___ DATA SECTION

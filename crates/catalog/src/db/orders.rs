//! Order repository.
//!
//! Order numbers are allocated here: `ORD-YYYYMMDD-NNNN`, where the date is
//! the UTC creation date and the sequence is one more than the number of
//! orders already created that day. Two concurrent creations can race to
//! the same sequence; the unique index on `order_number` is the arbiter, and
//! a loser re-counts and retries a bounded number of times.

use chrono::{DateTime, Duration, NaiveDate, NaiveTime, Utc};
use sqlx::PgPool;
use tracing::warn;

use orchard_core::{OrderId, OrderNumber, OrderStatus, UserId};

use super::{RepositoryError, conflict_on_unique, from_jsonb, to_jsonb};
use crate::error::CatalogError;
use crate::models::{NewOrder, Order, StatusChange};
use crate::validate::Validate;

/// Attempts at allocating an order number before giving up.
const MAX_NUMBER_ATTEMPTS: u32 = 5;

/// Conflict message reserved for order-number collisions; the allocation
/// loop retries exactly these.
const ORDER_NUMBER_TAKEN: &str = "order number already exists";

const ORDER_COLUMNS: &str = "id, order_number, user_id, customer_info, items, pricing, \
     shipping_address, billing_address, payment, shipping, status, status_history, notes, \
     created_at, updated_at";

/// Internal row type for `PostgreSQL` order queries.
#[derive(Debug, sqlx::FromRow)]
struct OrderRow {
    id: i64,
    order_number: String,
    user_id: i64,
    customer_info: serde_json::Value,
    items: serde_json::Value,
    pricing: serde_json::Value,
    shipping_address: serde_json::Value,
    billing_address: serde_json::Value,
    payment: serde_json::Value,
    shipping: serde_json::Value,
    status: String,
    status_history: serde_json::Value,
    notes: Option<String>,
    created_at: DateTime<Utc>,
    updated_at: DateTime<Utc>,
}

impl TryFrom<OrderRow> for Order {
    type Error = RepositoryError;

    fn try_from(row: OrderRow) -> Result<Self, Self::Error> {
        let order_number = OrderNumber::parse(&row.order_number).map_err(|e| {
            RepositoryError::DataCorruption(format!("invalid order number in database: {e}"))
        })?;
        let status: OrderStatus = row.status.parse().map_err(|e| {
            RepositoryError::DataCorruption(format!("invalid order status in database: {e}"))
        })?;

        Ok(Self {
            id: OrderId::new(row.id),
            order_number,
            user_id: UserId::new(row.user_id),
            customer: from_jsonb(row.customer_info, "order customer info")?,
            items: from_jsonb(row.items, "order items")?,
            pricing: from_jsonb(row.pricing, "order pricing")?,
            shipping_address: from_jsonb(row.shipping_address, "order shipping address")?,
            billing_address: from_jsonb(row.billing_address, "order billing address")?,
            payment: from_jsonb(row.payment, "order payment")?,
            shipping: from_jsonb(row.shipping, "order shipping")?,
            status,
            status_history: from_jsonb(row.status_history, "order status history")?,
            notes: row.notes,
            created_at: row.created_at,
            updated_at: row.updated_at,
        })
    }
}

/// UTC instant range covering one calendar day: `[start, next day start)`.
fn day_bounds(date: NaiveDate) -> (DateTime<Utc>, DateTime<Utc>) {
    let start = date.and_time(NaiveTime::MIN).and_utc();
    (start, start + Duration::days(1))
}

/// Repository for order database operations.
pub struct OrderRepository<'a> {
    pool: &'a PgPool,
}

impl<'a> OrderRepository<'a> {
    /// Create a new order repository.
    #[must_use]
    pub const fn new(pool: &'a PgPool) -> Self {
        Self { pool }
    }

    /// Place an order, allocating its order number.
    ///
    /// The number is assigned exactly once, here; it never changes
    /// afterwards. On an order-number collision the allocation re-counts
    /// and retries up to a small bound.
    ///
    /// # Errors
    ///
    /// Returns `CatalogError::Validation` if field constraints fail.
    /// Returns `RepositoryError::Conflict` if allocation exhausts its
    /// retries.
    pub async fn create(&self, new: &NewOrder) -> Result<Order, CatalogError> {
        new.validate()?;

        for attempt in 1..=MAX_NUMBER_ATTEMPTS {
            let today = Utc::now().date_naive();
            let count = self.count_created_on(today).await?;
            let sequence = u32::try_from(count + 1).unwrap_or(u32::MAX);
            let number = OrderNumber::compose(today, sequence);

            match self.insert(new, &number).await {
                Ok(order) => return Ok(order),
                Err(RepositoryError::Conflict(msg)) if msg == ORDER_NUMBER_TAKEN => {
                    warn!(%number, attempt, "order number already taken; re-counting");
                }
                Err(e) => return Err(e.into()),
            }
        }

        Err(RepositoryError::Conflict(
            "order number allocation exhausted its retries".to_owned(),
        )
        .into())
    }

    async fn insert(&self, new: &NewOrder, number: &OrderNumber) -> Result<Order, RepositoryError> {
        let initial_history = vec![StatusChange {
            status: OrderStatus::Pending,
            timestamp: Utc::now(),
            note: Some("order created".to_owned()),
        }];

        let sql = format!(
            "INSERT INTO store_order \
                 (order_number, user_id, customer_info, items, pricing, shipping_address, \
                  billing_address, payment, shipping, status, status_history, notes) \
             VALUES ($1, $2, $3, $4, $5, $6, $7, $8, $9, $10, $11, $12) \
             RETURNING {ORDER_COLUMNS}"
        );
        let row = sqlx::query_as::<_, OrderRow>(&sql)
            .bind(number.as_str())
            .bind(new.user_id.as_i64())
            .bind(to_jsonb(&new.customer)?)
            .bind(to_jsonb(&new.items)?)
            .bind(to_jsonb(&new.pricing)?)
            .bind(to_jsonb(&new.shipping_address)?)
            .bind(to_jsonb(&new.billing_address)?)
            .bind(to_jsonb(&new.payment)?)
            .bind(to_jsonb(&new.shipping)?)
            .bind(OrderStatus::Pending.to_string())
            .bind(to_jsonb(&initial_history)?)
            .bind(new.notes.as_deref())
            .fetch_one(self.pool)
            .await
            .map_err(|e| conflict_on_unique(e, ORDER_NUMBER_TAKEN))?;

        row.try_into()
    }

    /// Count orders created on a UTC calendar day.
    ///
    /// # Errors
    ///
    /// Returns `RepositoryError::Database` if the query fails.
    pub async fn count_created_on(&self, date: NaiveDate) -> Result<i64, RepositoryError> {
        let (start, end) = day_bounds(date);

        let count: i64 = sqlx::query_scalar(
            "SELECT COUNT(*) FROM store_order WHERE created_at >= $1 AND created_at < $2",
        )
        .bind(start)
        .bind(end)
        .fetch_one(self.pool)
        .await?;

        Ok(count)
    }

    /// Get an order by ID.
    ///
    /// # Errors
    ///
    /// Returns `RepositoryError::Database` if the query fails.
    pub async fn get(&self, id: OrderId) -> Result<Option<Order>, RepositoryError> {
        let sql = format!("SELECT {ORDER_COLUMNS} FROM store_order WHERE id = $1");
        let row = sqlx::query_as::<_, OrderRow>(&sql)
            .bind(id.as_i64())
            .fetch_optional(self.pool)
            .await?;

        row.map(Order::try_from).transpose()
    }

    /// Get an order by its order number.
    ///
    /// # Errors
    ///
    /// Returns `RepositoryError::Database` if the query fails.
    pub async fn get_by_number(
        &self,
        number: &OrderNumber,
    ) -> Result<Option<Order>, RepositoryError> {
        let sql = format!("SELECT {ORDER_COLUMNS} FROM store_order WHERE order_number = $1");
        let row = sqlx::query_as::<_, OrderRow>(&sql)
            .bind(number.as_str())
            .fetch_optional(self.pool)
            .await?;

        row.map(Order::try_from).transpose()
    }

    /// List a user's orders, newest first.
    ///
    /// # Errors
    ///
    /// Returns `RepositoryError::Database` if the query fails.
    pub async fn list_for_user(&self, user_id: UserId) -> Result<Vec<Order>, RepositoryError> {
        let sql = format!(
            "SELECT {ORDER_COLUMNS} FROM store_order \
             WHERE user_id = $1 ORDER BY created_at DESC"
        );
        let rows = sqlx::query_as::<_, OrderRow>(&sql)
            .bind(user_id.as_i64())
            .fetch_all(self.pool)
            .await?;

        rows.into_iter().map(Order::try_from).collect()
    }

    /// Transition an order's status, appending to its history log.
    ///
    /// The history is append-only; prior entries are never rewritten.
    ///
    /// # Errors
    ///
    /// Returns `RepositoryError::NotFound` if the order doesn't exist.
    pub async fn update_status(
        &self,
        id: OrderId,
        status: OrderStatus,
        note: Option<String>,
    ) -> Result<Order, RepositoryError> {
        let change = StatusChange {
            status,
            timestamp: Utc::now(),
            note,
        };

        let sql = format!(
            "UPDATE store_order \
             SET status = $2, status_history = status_history || $3::jsonb, updated_at = now() \
             WHERE id = $1 \
             RETURNING {ORDER_COLUMNS}"
        );
        let row = sqlx::query_as::<_, OrderRow>(&sql)
            .bind(id.as_i64())
            .bind(status.to_string())
            .bind(to_jsonb(&change)?)
            .fetch_optional(self.pool)
            .await?;

        let row = row.ok_or(RepositoryError::NotFound)?;
        row.try_into()
    }
}

#[cfg(test)]
#[allow(clippy::unwrap_used)]
mod tests {
    use super::*;

    #[test]
    fn test_day_bounds_cover_exactly_one_day() {
        let date = NaiveDate::from_ymd_opt(2024, 5, 1).unwrap();
        let (start, end) = day_bounds(date);

        assert_eq!(start.to_rfc3339(), "2024-05-01T00:00:00+00:00");
        assert_eq!(end.to_rfc3339(), "2024-05-02T00:00:00+00:00");
        assert_eq!(end - start, Duration::days(1));
    }

    #[test]
    fn test_sequence_is_count_plus_one() {
        let date = NaiveDate::from_ymd_opt(2024, 5, 1).unwrap();
        for (count, suffix) in [(0_i64, "0001"), (1, "0002"), (2, "0003")] {
            let sequence = u32::try_from(count + 1).unwrap();
            let number = OrderNumber::compose(date, sequence);
            assert!(number.as_str().ends_with(suffix));
        }
    }
}
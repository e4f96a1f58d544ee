//! Status and role enums for catalog entities.

use serde::{Deserialize, Serialize};

/// Order fulfillment lifecycle status.
#[derive(Debug, Clone, Copy, PartialEq, Eq, Hash, Serialize, Deserialize, Default)]
#[serde(rename_all = "snake_case")]
pub enum OrderStatus {
    #[default]
    Pending,
    Confirmed,
    Processing,
    Shipped,
    Delivered,
    Cancelled,
    Returned,
}

impl std::fmt::Display for OrderStatus {
    fn fmt(&self, f: &mut std::fmt::Formatter<'_>) -> std::fmt::Result {
        let s = match self {
            Self::Pending => "pending",
            Self::Confirmed => "confirmed",
            Self::Processing => "processing",
            Self::Shipped => "shipped",
            Self::Delivered => "delivered",
            Self::Cancelled => "cancelled",
            Self::Returned => "returned",
        };
        write!(f, "{s}")
    }
}

impl std::str::FromStr for OrderStatus {
    type Err = String;

    fn from_str(s: &str) -> Result<Self, Self::Err> {
        match s {
            "pending" => Ok(Self::Pending),
            "confirmed" => Ok(Self::Confirmed),
            "processing" => Ok(Self::Processing),
            "shipped" => Ok(Self::Shipped),
            "delivered" => Ok(Self::Delivered),
            "cancelled" => Ok(Self::Cancelled),
            "returned" => Ok(Self::Returned),
            _ => Err(format!("invalid order status: {s}")),
        }
    }
}

/// Payment processing status.
#[derive(Debug, Clone, Copy, PartialEq, Eq, Hash, Serialize, Deserialize, Default)]
#[serde(rename_all = "snake_case")]
pub enum PaymentStatus {
    #[default]
    Pending,
    Authorized,
    Captured,
    Failed,
    Refunded,
}

/// How an order was (or will be) paid.
#[derive(Debug, Clone, Copy, PartialEq, Eq, Hash, Serialize, Deserialize)]
#[serde(rename_all = "snake_case")]
pub enum PaymentMethod {
    CreditCard,
    DebitCard,
    Paypal,
    Stripe,
    CashOnDelivery,
}

/// Product inventory availability status.
#[derive(Debug, Clone, Copy, PartialEq, Eq, Hash, Serialize, Deserialize, Default)]
#[serde(rename_all = "snake_case")]
pub enum InventoryStatus {
    #[default]
    InStock,
    OutOfStock,
    PreOrder,
    Discontinued,
}

/// User role with different permission levels.
#[derive(Debug, Clone, Copy, PartialEq, Eq, Hash, Serialize, Deserialize, Default)]
#[serde(rename_all = "snake_case")]
pub enum UserRole {
    /// Regular shopper.
    #[default]
    Customer,
    /// Store administration access.
    Admin,
    /// Third-party seller.
    Vendor,
}

impl std::fmt::Display for UserRole {
    fn fmt(&self, f: &mut std::fmt::Formatter<'_>) -> std::fmt::Result {
        match self {
            Self::Customer => write!(f, "customer"),
            Self::Admin => write!(f, "admin"),
            Self::Vendor => write!(f, "vendor"),
        }
    }
}

impl std::str::FromStr for UserRole {
    type Err = String;

    fn from_str(s: &str) -> Result<Self, Self::Err> {
        match s {
            "customer" => Ok(Self::Customer),
            "admin" => Ok(Self::Admin),
            "vendor" => Ok(Self::Vendor),
            _ => Err(format!("invalid user role: {s}")),
        }
    }
}

/// What an address on file is used for.
#[derive(Debug, Clone, Copy, PartialEq, Eq, Hash, Serialize, Deserialize)]
#[serde(rename_all = "snake_case")]
pub enum AddressKind {
    Home,
    Work,
    Billing,
    Shipping,
}

#[cfg(test)]
#[allow(clippy::unwrap_used)]
mod tests {
    use super::*;

    #[test]
    fn test_order_status_roundtrip() {
        for status in [
            OrderStatus::Pending,
            OrderStatus::Confirmed,
            OrderStatus::Processing,
            OrderStatus::Shipped,
            OrderStatus::Delivered,
            OrderStatus::Cancelled,
            OrderStatus::Returned,
        ] {
            let parsed: OrderStatus = status.to_string().parse().unwrap();
            assert_eq!(parsed, status);
        }
    }

    #[test]
    fn test_order_status_serde_snake_case() {
        let json = serde_json::to_string(&OrderStatus::Shipped).unwrap();
        assert_eq!(json, "\"shipped\"");
    }

    #[test]
    fn test_payment_method_serde_snake_case() {
        let json = serde_json::to_string(&PaymentMethod::CashOnDelivery).unwrap();
        assert_eq!(json, "\"cash_on_delivery\"");
    }

    #[test]
    fn test_user_role_rejects_unknown() {
        assert!("superuser".parse::<UserRole>().is_err());
    }

    #[test]
    fn test_inventory_status_default() {
        assert_eq!(InventoryStatus::default(), InventoryStatus::InStock);
    }
}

______

Begin at the line above that has "use crate::error::CatalogError;" and stop after the line that has "let status: OrderStatus", copying each line exactly and adding nothing else.

use crate::error::CatalogError;
use crate::models::{NewOrder, Order, StatusChange};
use crate::validate::Validate;

/// Attempts at allocating an order number before giving up.
const MAX_NUMBER_ATTEMPTS: u32 = 5;

/// Conflict message reserved for order-number collisions; the allocation
/// loop retries exactly these.
const ORDER_NUMBER_TAKEN: &str = "order number already exists";

const ORDER_COLUMNS: &str = "id, order_number, user_id, customer_info, items, pricing, \
     shipping_address, billing_address, payment, shipping, status, status_history, notes, \
     created_at, updated_at";

/// Internal row type for `PostgreSQL` order queries.
#[derive(Debug, sqlx::FromRow)]
struct OrderRow {
    id: i64,
    order_number: String,
    user_id: i64,
    customer_info: serde_json::Value,
    items: serde_json::Value,
    pricing: serde_json::Value,
    shipping_address: serde_json::Value,
    billing_address: serde_json::Value,
    payment: serde_json::Value,
    shipping: serde_json::Value,
    status: String,
    status_history: serde_json::Value,
    notes: Option<String>,
    created_at: DateTime<Utc>,
    updated_at: DateTime<Utc>,
}

impl TryFrom<OrderRow> for Order {
    type Error = RepositoryError;

    fn try_from(row: OrderRow) -> Result<Self, Self::Error> {
        let order_number = OrderNumber::parse(&row.order_number).map_err(|e| {
            RepositoryError::DataCorruption(format!("invalid order number in database: {e}"))
        })?;
        let status: OrderStatus = row.status.parse().map_err(|e| {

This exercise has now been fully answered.